When was the last time you could rest this easy with the software we use on our desktops? Do we ever hear someone talk about a piece of software crashing and say, “wow, that’s unusual”. No, in fact, many computer vendors design their software to handle crashing more gracefully. Microsoft themselves have implemented the ability to report errors to them that occur (with a prompt to the user, of course). We have event logs, log files, dump logs, and the like. As developers we spend more time preparing for our software to crash than I think we should sometimes spend making sure our software doesn’t crash to begin with. But while we should spend a great deal of time testing and thinking through our applications — making sure they can work, that isn’t even half of what is required to develop a reliable software system. There are things that are out of our control such as network connectivity, power failures, hard drive crashes, and other hardware failures.
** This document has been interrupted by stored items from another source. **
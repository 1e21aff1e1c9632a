//! In-place merging of one shard into another
//!
//! [`ShardMerger::merge`] appends every entry of a source shard to the matching
//! list of a destination shard. Lists are processed in order and entries keep
//! their relative order, so a destination list ends up as its old contents
//! followed by the source list. With identifier shifting enabled every source
//! identifier is offset by the destination's `ntotal` read once when the merge
//! starts; repeated merges into the same destination therefore stack their ranges
//! without collisions.
//!
//! All compatibility checks, including the range of every shifted identifier,
//! run before the first entry moves. A merge that fails while appending is rolled
//! back, so a failed merge leaves both shards as they were.

use crate::error::IvfError;
use crate::posting_store::{check_id_shift, check_store_compatible, list_lengths, truncate_lists, PostingStore};
use crate::shard::{IvfShard, SearchShard};
use crate::structures::Idx;
use tracing::{debug, warn};

/// Append every list of `src` to the matching list of `dst`, adding `id_shift` to each identifier
///
/// Returns the number of entries moved. Only one source list is materialized at a
/// time. If an append fails, `dst` lists are truncated back to their old lengths.
pub fn merge_posting_lists(dst: &mut dyn PostingStore, src: &dyn PostingStore, id_shift: Idx) -> Result<usize, IvfError> {
    check_store_compatible(dst, src)?;
    check_id_shift(src, id_shift)?;

    let lengths = list_lengths(dst)?;
    append_lists(dst, src, id_shift).map_err(|e| {
        if let Err(undo) = truncate_lists(dst, &lengths) {
            warn!(error = %undo, "failed to truncate lists after an interrupted merge");
        }
        e
    })
}

fn append_lists(dst: &mut dyn PostingStore, src: &dyn PostingStore, id_shift: Idx) -> Result<usize, IvfError> {
    let mut moved = 0;
    for list_no in 0..src.nlist() {
        if src.list_len(list_no)? == 0 {
            continue;
        }
        let mut list = src.read_list(list_no)?;
        list.shift_ids(id_shift)?;
        dst.append_entries(list_no, &list.ids, &list.codes)?;
        moved += list.len();
    }
    Ok(moved)
}

/// Two-shard merge operations
pub struct ShardMerger;

impl ShardMerger {
    /// Check that `src` can be merged into `dst`
    ///
    /// Both shards must be trained and share `nlist`, `code_size` and quantizer.
    pub fn check_compatible(dst: &IvfShard, src: &IvfShard) -> Result<(), IvfError> {
        if !dst.is_trained() {
            return Err(IvfError::not_trained("merge (destination shard)"));
        }
        if !src.is_trained() {
            return Err(IvfError::not_trained("merge (source shard)"));
        }
        if dst.nlist() != src.nlist() {
            return Err(IvfError::configuration_mismatch("nlist", dst.nlist(), src.nlist()));
        }
        if dst.code_size() != src.code_size() {
            return Err(IvfError::configuration_mismatch("code_size", dst.code_size(), src.code_size()));
        }
        if dst.dimension() != src.dimension() {
            return Err(IvfError::configuration_mismatch("dimension", dst.dimension(), src.dimension()));
        }
        let (dst_fp, src_fp) = (dst.quantizer().fingerprint(), src.quantizer().fingerprint());
        if dst_fp != src_fp {
            return Err(IvfError::configuration_mismatch(
                "quantizer",
                format!("{:016x}", dst_fp),
                format!("{:016x}", src_fp),
            ));
        }
        check_store_compatible(dst.store(), src.store())
    }

    /// Merge `src` into `dst`, returning the number of entries added
    ///
    /// With `shift_ids` every source identifier `id` is stored as `id + dst.ntotal`;
    /// without it identifiers are copied verbatim and the caller guarantees they do
    /// not collide with the destination's. `src` is left unchanged.
    pub fn merge(dst: &mut IvfShard, src: &IvfShard, shift_ids: bool) -> Result<usize, IvfError> {
        Self::check_compatible(dst, src)?;

        if src.ntotal() == 0 && src.store().total_entries() == 0 {
            debug!("merge skipped, source shard is empty");
            return Ok(0);
        }

        let base = if shift_ids { dst.ntotal() as Idx } else { 0 };
        let checkpoint = dst.checkpoint()?;
        let moved = match merge_posting_lists(dst.store_mut(), src.store(), base) {
            Ok(moved) => moved,
            Err(e) => {
                dst.rollback(&checkpoint);
                return Err(e);
            }
        };
        dst.ntotal += src.ntotal();

        debug!(moved, base, dst_ntotal = dst.ntotal(), shift_ids, "merged shard");
        Ok(moved)
    }
}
For these very reasons, desktop software most likely never will be as reliable as a chair — its too dependant on too many things in the environment. We have to depend on outside influences such as universal power supplies, raid controllers and backup network connections. These are not typically all seen in your typical home system and even if they are, you can’t make those things prerequisite to installing your software because your available user base would sink considerably. The chair, on the other hand, has everything it needs on hand to appease its user base. Despite the fact that there are a million chair varieties, they all come with their own support system and don’t depend on anything but gravity to make it work right (there’s that gravity constant again).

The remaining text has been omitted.